3

Let $ ABCD \ $ be an finite chessboard ($n*n$ tiles) where $A$ is the left lower corner and $C$ its opposite. Each tile is denoted by a square with length $L=1$.

Our purpose is to determine the number of possible roads (denoted by $x_n$) from $A$ to $C$ knowing that we can ONLY travel from from a vertex to another through horizontal (strictly rightwards) and vertically upward lines.

Hint: for large enough $n$ the number of paths $x_n$ contains the number $ \sqrt {2\pi } $ and some power of $2$....
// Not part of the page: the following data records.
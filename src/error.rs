//! Error types shared by problems, populations and algorithms.
//!
//! Every failure is reported before anything is mutated, so a caller that
//! receives an `Err` can keep using the population it passed in.

/// Invalid algorithm parameters, reported at construction time.
#[derive(Debug, Clone, PartialEq, thiserror::Error)]
pub enum ConfigurationError {
    #[error("total_iterations must be positive")]
    NoIterations,
    #[error("temperatures must be positive and start ({start}) must exceed end ({end})")]
    Temperatures { start: f64, end: f64 },
    #[error("initial_step_range must lie in [0, 1], got {0}")]
    StepRange(f64),
}

/// The population's problem has a shape the algorithm cannot handle.
#[derive(Debug, Clone, PartialEq, Eq, thiserror::Error)]
pub enum UnsupportedProblemError {
    #[error("{algorithm}: the decision vector has no continuous part")]
    NoContinuousPart { algorithm: String },
    #[error("{algorithm}: problem has {constraints} constraint(s), only box-constrained problems are supported")]
    Constrained { algorithm: String, constraints: usize },
    #[error("{algorithm}: problem has {objectives} objectives, only single-objective problems are supported")]
    MultiObjective { algorithm: String, objectives: usize },
    #[error("{algorithm}: iteration budget {budget} is too small for one temperature stage ({per_stage} evaluations needed)")]
    InsufficientBudget {
        algorithm: String,
        budget: usize,
        per_stage: usize,
    },
}

/// A population or deme operator was called with arguments it cannot honour.
#[derive(Debug, Clone, PartialEq, thiserror::Error)]
pub enum PreconditionViolation {
    #[error("operation requires a non-empty population")]
    EmptyPopulation,
    #[error("operation requires a non-empty deme")]
    EmptyDeme,
    #[error("index {index} out of range for population of size {len}")]
    IndexOutOfRange { index: usize, len: usize },
    #[error("cannot draw a deme of {requested} from a population of {available}")]
    DemeTooLarge { requested: usize, available: usize },
    #[error("deme holds {individuals} individuals but {picks} picks")]
    DemeLengthMismatch { individuals: usize, picks: usize },
    #[error("index {0} is picked more than once")]
    DuplicatePick(usize),
    #[error("expected a vector of length {expected}, got {actual}")]
    DimensionMismatch { expected: usize, actual: usize },
    #[error("component {index} = {value} lies outside [{lower}, {upper}]")]
    OutOfBounds {
        index: usize,
        value: f64,
        lower: f64,
        upper: f64,
    },
    #[error("integer component {index} holds non-integral value {value}")]
    NonIntegral { index: usize, value: f64 },
    #[error("lower bound {lower} exceeds upper bound {upper} at component {index}")]
    InvertedBounds { index: usize, lower: f64, upper: f64 },
    #[error("statistics over raw fitness need a single objective, problem has {0}")]
    MultiObjectiveStatistics(usize),
}

/// Any error raised by this crate.
#[derive(Debug, Clone, PartialEq, thiserror::Error)]
pub enum Error {
    #[error("invalid configuration: {0}")]
    Configuration(#[from] ConfigurationError),
    #[error("unsupported problem: {0}")]
    UnsupportedProblem(#[from] UnsupportedProblemError),
    #[error("precondition violated: {0}")]
    Precondition(#[from] PreconditionViolation),
}

pub type Result<T> = std::result::Result<T, Error>;
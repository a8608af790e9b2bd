//! Adaptive Simulated Annealing (Corana).
//!
//! A single-trajectory annealing walk that plugs into the
//! [`Algorithm`](crate::algorithm::Algorithm) contract. It perturbs one
//! continuous component at a time, adapts a separate step size per
//! component from its acceptance ratio, and cools geometrically over a
//! fixed iteration budget.
//!
//! # Key Types
//!
//! - [`AnnealingConfig`]: iteration budget, temperatures, step control
//! - [`AdaptiveSimulatedAnnealing`]: the algorithm
//! - [`AnnealingReport`]: counters from one run
//!
//! # References
//!
//! - Kirkpatrick, Gelatt & Vecchi (1983), "Optimization by Simulated Annealing"
//! - Corana et al. (1987), ACM Transactions on Mathematical Software 13(3)

mod config;
mod runner;

pub use config::AnnealingConfig;
pub use runner::{AdaptiveSimulatedAnnealing, AnnealingReport};
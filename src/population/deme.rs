//! Deme extraction and migration merges.
//!
//! A deme is a sample of individuals taken from one population together
//! with the indices it was drawn from. The three insertion operators merge
//! a deme back into a population at those indices, with different degrees of
//! competition.
//!
//! All operators require `deme.individuals().len() == deme.picks().len()`,
//! in-range and distinct picks, and individuals shaped for the receiving
//! population's problem. Violations are reported before anything changes.

use super::individual::Individual;
use super::population::{best_position, worst_position, Population};
use crate::error::{PreconditionViolation, Result};
use crate::rng::{index_below, UniformSource};

/// Individuals sampled from a population plus the indices they came from.
#[derive(Debug, Clone, PartialEq)]
#[cfg_attr(feature = "serde", derive(serde::Serialize, serde::Deserialize))]
pub struct Deme {
    individuals: Vec<Individual>,
    picks: Vec<usize>,
}

impl Deme {
    /// Pairs individuals with target indices. Consistency is checked when
    /// the deme is inserted.
    pub fn new(individuals: Vec<Individual>, picks: Vec<usize>) -> Self {
        Self { individuals, picks }
    }

    /// Copies of the picked individuals.
    pub fn individuals(&self) -> &[Individual] {
        &self.individuals
    }

    /// Source slots, aligned with [`individuals`](Self::individuals).
    pub fn picks(&self) -> &[usize] {
        &self.picks
    }

    /// Number of members.
    pub fn len(&self) -> usize {
        self.individuals.len()
    }

    /// `true` if the deme has no members.
    pub fn is_empty(&self) -> bool {
        self.individuals.is_empty()
    }

    /// Splits the deme into its individuals and picks.
    pub fn into_parts(self) -> (Vec<Individual>, Vec<usize>) {
        (self.individuals, self.picks)
    }
}

impl Population {
    /// Samples `n` distinct individuals uniformly without replacement.
    ///
    /// Each draw picks a position in the pool of not-yet-picked indices and
    /// removes it, so no index repeats. The picks are returned in draw order.
    pub fn extract_random_deme(&self, n: usize, rng: &mut dyn UniformSource) -> Result<Deme> {
        if n > self.len() {
            return Err(PreconditionViolation::DemeTooLarge {
                requested: n,
                available: self.len(),
            }
            .into());
        }

        let mut pool: Vec<usize> = (0..self.len()).collect();
        let mut picks = Vec::with_capacity(n);
        let mut individuals = Vec::with_capacity(n);
        for _ in 0..n {
            let pick = pool.remove(index_below(rng, pool.len()));
            individuals.push(self[pick].clone());
            picks.push(pick);
        }
        log::debug!("extracted deme of {} from population of {}", n, self.len());
        Ok(Deme { individuals, picks })
    }

    /// Competitive merge: `pop[picks[i]]` is replaced by `deme[i]` only if
    /// the incomer is strictly preferred. Returns the number of replacements.
    pub fn insert_deme(&mut self, deme: &Deme) -> Result<usize> {
        self.validate_deme(deme)?;
        let mut replaced = 0;
        for (incomer, &pick) in deme.individuals.iter().zip(&deme.picks) {
            if incomer.is_preferred_over(&self[pick], self.problem().as_ref()) {
                self.overwrite(pick, incomer.clone());
                replaced += 1;
            }
        }
        log::debug!("deme insertion replaced {} of {} slots", replaced, deme.len());
        Ok(replaced)
    }

    /// Non-competitive merge: every picked slot is overwritten.
    pub fn insert_deme_forced(&mut self, deme: &Deme) -> Result<()> {
        self.validate_deme(deme)?;
        for (incomer, &pick) in deme.individuals.iter().zip(&deme.picks) {
            self.overwrite(pick, incomer.clone());
        }
        Ok(())
    }

    /// Single-slot merge: the best incomer overwrites the worst individual
    /// among the picked slots. Returns the overwritten index.
    pub fn insert_best_in_deme(&mut self, deme: &Deme) -> Result<usize> {
        self.validate_deme(deme)?;
        if deme.is_empty() {
            return Err(PreconditionViolation::EmptyDeme.into());
        }
        let problem = self.problem().clone();

        let incomers: Vec<&Individual> = deme.individuals.iter().collect();
        let occupants: Vec<&Individual> = deme.picks.iter().map(|&p| &self[p]).collect();
        let (best, worst) = match (
            best_position(problem.as_ref(), &incomers),
            worst_position(problem.as_ref(), &occupants),
        ) {
            (Some(b), Some(w)) => (b, w),
            _ => return Err(PreconditionViolation::EmptyDeme.into()),
        };

        let target = deme.picks[worst];
        if !deme.individuals[best].is_preferred_over(&self[target], problem.as_ref()) {
            log::warn!("migrant replacing slot {} is not better than its occupant", target);
        }
        self.overwrite(target, deme.individuals[best].clone());
        Ok(target)
    }

    fn validate_deme(&self, deme: &Deme) -> std::result::Result<(), PreconditionViolation> {
        if deme.individuals.len() != deme.picks.len() {
            return Err(PreconditionViolation::DemeLengthMismatch {
                individuals: deme.individuals.len(),
                picks: deme.picks.len(),
            });
        }
        let mut seen = vec![false; self.len()];
        for &pick in &deme.picks {
            self.check_index(pick)?;
            if std::mem::replace(&mut seen[pick], true) {
                return Err(PreconditionViolation::DuplicatePick(pick));
            }
        }
        for ind in &deme.individuals {
            ind.verify_shape(self.problem().as_ref())?;
        }
        Ok(())
    }
}

#[cfg(test)]
mod tests {
    use super::*;
    use crate::problem::{FnProblem, Problem};
    use crate::rng::{seeded, ScriptedUniform};
    use proptest::prelude::*;
    use std::sync::Arc;

    fn parabola() -> Arc<dyn Problem> {
        Arc::new(FnProblem::scalar(vec![-10.0], vec![10.0], |x| (x[0] - 3.0).powi(2)).unwrap())
    }

    fn with_decisions(problem: &Arc<dyn Problem>, xs: &[f64]) -> Population {
        let mut pop = Population::new(problem.clone());
        for &x in xs {
            pop.push_decision(vec![x]).unwrap();
        }
        pop
    }

    fn decisions(pop: &Population) -> Vec<f64> {
        pop.iter().map(|ind| ind.decision()[0]).collect()
    }

    #[test]
    fn test_extract_draws_from_shrinking_pool() {
        let problem = parabola();
        let pop = with_decisions(&problem, &[0.0, 1.0, 2.0, 3.0]);
        // Pool [0,1,2,3] -> pos 0 (0); [1,2,3] -> pos 2 (3); [1,2] -> pos 1 (2).
        let mut rng = ScriptedUniform::new(vec![0.0, 0.9, 0.6]);
        let deme = pop.extract_random_deme(3, &mut rng).unwrap();
        assert_eq!(deme.picks(), &[0, 3, 2]);
        assert_eq!(deme.individuals()[1].decision(), &[3.0]);
    }

    #[test]
    fn test_extract_whole_population() {
        let problem = parabola();
        let pop = with_decisions(&problem, &[0.0, 1.0, 2.0]);
        let mut rng = ScriptedUniform::constant(0.999);
        let deme = pop.extract_random_deme(3, &mut rng).unwrap();
        let mut picks = deme.picks().to_vec();
        picks.sort_unstable();
        assert_eq!(picks, vec![0, 1, 2]);
    }

    #[test]
    fn test_extract_too_many_fails() {
        let problem = parabola();
        let pop = with_decisions(&problem, &[0.0, 1.0]);
        let mut rng = seeded(1);
        assert_eq!(
            pop.extract_random_deme(3, &mut rng),
            Err(crate::Error::Precondition(PreconditionViolation::DemeTooLarge {
                requested: 3,
                available: 2
            }))
        );
    }

    #[test]
    fn test_insert_deme_only_improves() {
        let problem = parabola();
        let mut pop = with_decisions(&problem, &[-8.0, 3.0, 5.0]);
        let donor = with_decisions(&problem, &[2.0, -9.0, 4.0]);
        let deme = Deme::new(donor.individuals().to_vec(), vec![0, 1, 2]);

        let replaced = pop.insert_deme(&deme).unwrap();
        assert_eq!(replaced, 2);
        // -8 -> 2 (better), 3 stays (optimal), 5 -> 4 (better).
        assert_eq!(decisions(&pop), vec![2.0, 3.0, 4.0]);
    }

    #[test]
    fn test_insert_deme_forced_overwrites() {
        let problem = parabola();
        let mut pop = with_decisions(&problem, &[3.0, 3.0, 3.0]);
        let donor = with_decisions(&problem, &[-9.0, 9.0]);
        let deme = Deme::new(donor.individuals().to_vec(), vec![2, 0]);
        pop.insert_deme_forced(&deme).unwrap();
        assert_eq!(decisions(&pop), vec![9.0, 3.0, -9.0]);
    }

    #[test]
    fn test_insert_best_in_deme_single_slot() {
        let problem = parabola();
        let mut pop = with_decisions(&problem, &[1.0, -5.0, 2.0, 10.0]);
        let donor = with_decisions(&problem, &[0.0, 3.5, -1.0]);
        // Picks 0, 1, 2 hold f = 4, 64, 1; the worst picked slot is 1.
        let deme = Deme::new(donor.individuals().to_vec(), vec![0, 1, 2]);
        let target = pop.insert_best_in_deme(&deme).unwrap();
        assert_eq!(target, 1);
        assert_eq!(decisions(&pop), vec![1.0, 3.5, 2.0, 10.0]);
    }

    #[test]
    fn test_mismatched_deme_is_atomic() {
        let problem = parabola();
        let mut pop = with_decisions(&problem, &[-8.0, -8.0]);
        let donor = with_decisions(&problem, &[3.0, 3.0]);
        let before = pop.clone();

        let short = Deme::new(donor.individuals().to_vec(), vec![0]);
        assert!(matches!(
            pop.insert_deme(&short),
            Err(crate::Error::Precondition(PreconditionViolation::DemeLengthMismatch { .. }))
        ));
        let out_of_range = Deme::new(donor.individuals().to_vec(), vec![0, 7]);
        assert!(pop.insert_deme_forced(&out_of_range).is_err());
        let duplicated = Deme::new(donor.individuals().to_vec(), vec![1, 1]);
        assert_eq!(
            pop.insert_deme(&duplicated),
            Err(crate::Error::Precondition(PreconditionViolation::DuplicatePick(1)))
        );
        let empty = Deme::new(Vec::new(), Vec::new());
        assert!(pop.insert_best_in_deme(&empty).is_err());

        assert_eq!(decisions(&pop), decisions(&before));
    }

    #[test]
    fn test_migration_between_islands() {
        let problem = parabola();
        let mut rng = seeded(5);
        let source = Population::random(problem.clone(), 10, &mut rng).unwrap();
        let mut target = Population::random(problem, 10, &mut rng).unwrap();
        assert!(source.shares_problem_with(&target));

        let deme = source.extract_random_deme(4, &mut rng).unwrap();
        let before = target.best().unwrap().fitness()[0];
        target.insert_deme(&deme).unwrap();
        assert!(target.best().unwrap().fitness()[0] <= before);
        assert_eq!(target.len(), 10);
    }

    proptest! {
        #[test]
        fn prop_extracted_picks_are_distinct(size in 1usize..40, frac in 0.0f64..=1.0, seed in any::<u64>()) {
            let problem = parabola();
            let mut rng = seeded(seed);
            let pop = Population::random(problem, size, &mut rng).unwrap();
            let n = (frac * size as f64) as usize;
            let deme = pop.extract_random_deme(n, &mut rng).unwrap();

            prop_assert_eq!(deme.len(), n);
            let mut picks = deme.picks().to_vec();
            picks.sort_unstable();
            picks.dedup();
            prop_assert_eq!(picks.len(), n);
            prop_assert!(picks.iter().all(|&p| p < size));
            for (ind, &p) in deme.individuals().iter().zip(deme.picks()) {
                prop_assert_eq!(ind, &pop[p]);
            }
        }

        #[test]
        fn prop_insert_deme_never_worsens(seed in any::<u64>(), n in 0usize..12) {
            let problem = parabola();
            let mut rng = seeded(seed);
            let donor = Population::random(problem.clone(), 12, &mut rng).unwrap();
            let mut pop = Population::random(problem, 12, &mut rng).unwrap();
            let deme = donor.extract_random_deme(n, &mut rng).unwrap();
            let before = pop.clone();

            pop.insert_deme(&deme).unwrap();
            for &p in deme.picks() {
                prop_assert!(pop[p].fitness()[0] <= before[p].fitness()[0]);
            }
        }

        #[test]
        fn prop_insert_best_changes_one_slot(seed in any::<u64>(), n in 1usize..12) {
            let problem = parabola();
            let mut rng = seeded(seed);
            let donor = Population::random(problem.clone(), 12, &mut rng).unwrap();
            let mut pop = Population::random(problem, 12, &mut rng).unwrap();
            let deme = donor.extract_random_deme(n, &mut rng).unwrap();
            let before = pop.clone();

            pop.insert_best_in_deme(&deme).unwrap();
            let changed = (0..12).filter(|&i| pop[i] != before[i]).count();
            prop_assert!(changed <= 1);
        }
    }
}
It's my first time seeing this kind of problem and I'd really appreciate if someone could shed some insight or maybe provide a solution..

  • 1
    Are you also restricted to only moving rightwards/upwards? Otherwise you don't have a finite number of ways to move between tiles. – Bruce Zheng Oct 15 '14 at 15:49
  • This is the exact text, but I think you're right, so we should consider the horizontal paths oriented rightwards – user184588 Oct 15 '14 at 15:52
  • We will be taking a sequence of $2n$ consecutive steps, $n$ rightward and $n$ upward. We can choose which $n$ steps in the sequence are rightward in $\binom{2n}{n}$ ways. The same idea works for an $m\times n$ board. – André Nicolas Oct 15 '14 at 16:24

1 Answers1

3

A legal path can be completely described by a word of length $2n$ made up of $n$ occurrences of the letter R (right) and $n$ occurrences of the letter U (up). Every path determines a unique word, and every word determines a unique path.

There are $\binom{2n}{n}$ such words. For there are $\binom{2n}{n}$ ways to choose the $n$ places in the word where R's occur.

Remark: The $\sqrt{2\pi}$ stuff in the hint refers to the Stirling approximation to the factorial.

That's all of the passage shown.